Risk Assessments Tools and Criminogenic Needs
The ability to predict the likelihood to reoffend and determine an offender’s criminogenic needs is important to provide officers and offenders with the appropriate treatment plan. By identifying the offenders who need the most intensive supervision, agencies can allocate the resources to those high-risk individuals. This means officer can provide a higher level of supervision to the right classification of offender. It also allows means officers with these high-risk offenders have lower caseloads. Research indicates that officers who supervise high risk offenders should be in the range of 30-50 offenders. The next step in the process is to conduct detail comprehensive interviews with the offender to identify the specific criminogenic needs of the offender and prepare a case plan. This case plan is shared with the offender, so he become part of his/her rehabilitation. Offenders are not always willing to participate with treatment and this can cause delay in treatment and may require to be returned to custody.

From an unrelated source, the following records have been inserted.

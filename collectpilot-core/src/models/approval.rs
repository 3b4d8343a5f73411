use chrono::{DateTime, Utc};
use serde::{Deserialize, Serialize};
use sqlx::FromRow;
use std::fmt;
use std::str::FromStr;
use uuid::Uuid;

use crate::error::AppError;
use crate::models::recommendation::RecommendationStatus;

/// Human decision on a recommendation.
#[derive(Debug, Clone, Copy, PartialEq, Eq, Serialize, Deserialize, sqlx::Type)]
#[sqlx(type_name = "varchar")]
#[serde(rename_all = "lowercase")]
pub enum ApprovalAction {
    #[sqlx(rename = "approved")]
    Approved,

    #[sqlx(rename = "rejected")]
    Rejected,

    #[sqlx(rename = "modified")]
    Modified,
}

impl ApprovalAction {
    pub fn as_str(&self) -> &'static str {
        match self {
            ApprovalAction::Approved => "approved",
            ApprovalAction::Rejected => "rejected",
            ApprovalAction::Modified => "modified",
        }
    }
}

impl fmt::Display for ApprovalAction {
    fn fmt(&self, f: &mut fmt::Formatter<'_>) -> fmt::Result {
        f.write_str(self.as_str())
    }
}

impl FromStr for ApprovalAction {
    type Err = AppError;

    fn from_str(s: &str) -> Result<Self, Self::Err> {
        match s.trim().to_ascii_lowercase().as_str() {
            "approved" => Ok(ApprovalAction::Approved),
            "rejected" => Ok(ApprovalAction::Rejected),
            "modified" => Ok(ApprovalAction::Modified),
            other => Err(AppError::invalid_action(other)),
        }
    }
}

impl From<ApprovalAction> for RecommendationStatus {
    fn from(action: ApprovalAction) -> Self {
        match action {
            ApprovalAction::Approved => RecommendationStatus::Approved,
            ApprovalAction::Rejected => RecommendationStatus::Rejected,
            ApprovalAction::Modified => RecommendationStatus::Modified,
        }
    }
}

/// Audit record of one decision. Maps to the `approvals` table.
///
/// Immutable once written apart from `executed_at`, which is stamped when the
/// collection action runs and is never earlier than `approved_at`.
#[derive(Debug, Clone, Serialize, Deserialize, FromRow)]
pub struct Approval {
    pub id: Uuid,

    pub recommendation_id: Uuid,

    /// Acting user
    pub user_id: Uuid,

    pub action: ApprovalAction,

    pub modified_content: Option<String>,

    pub approved_at: DateTime<Utc>,

    pub executed_at: Option<DateTime<Utc>>,
}

#[derive(Debug, Clone)]
pub struct NewApproval {
    pub recommendation_id: Uuid,
    pub user_id: Uuid,
    pub action: ApprovalAction,
    pub modified_content: Option<String>,
    pub approved_at: DateTime<Utc>,
}

/// Decision request body. `action` stays a string so an unknown value is
/// reported as an invalid action rather than a body parse failure.
#[derive(Debug, Clone, Serialize, Deserialize)]
pub struct DecisionRequest {
    pub user_id: Uuid,
    pub action: String,
    pub modified_content: Option<String>,
    #[serde(default)]
    pub execute_now: bool,
}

Another important aspect of this approach is that by identify each offender’s risk to reoffend we avoid mixing the population of offenders. For example, high-risk offenders are generally more criminally sophisticated the low or moderate offenders. If we integrate all offenders in similar treatment programs we run the risk of affecting or influencing low/moderate offender with higher risk offenders thereby increasing their risk to reoffend. The higher-risk offenders could negatively influence low/moderate risk offenders when they interact. Significant amount of research indicate low/moderate risk will often complete community supervision with limited contact with supervision officers.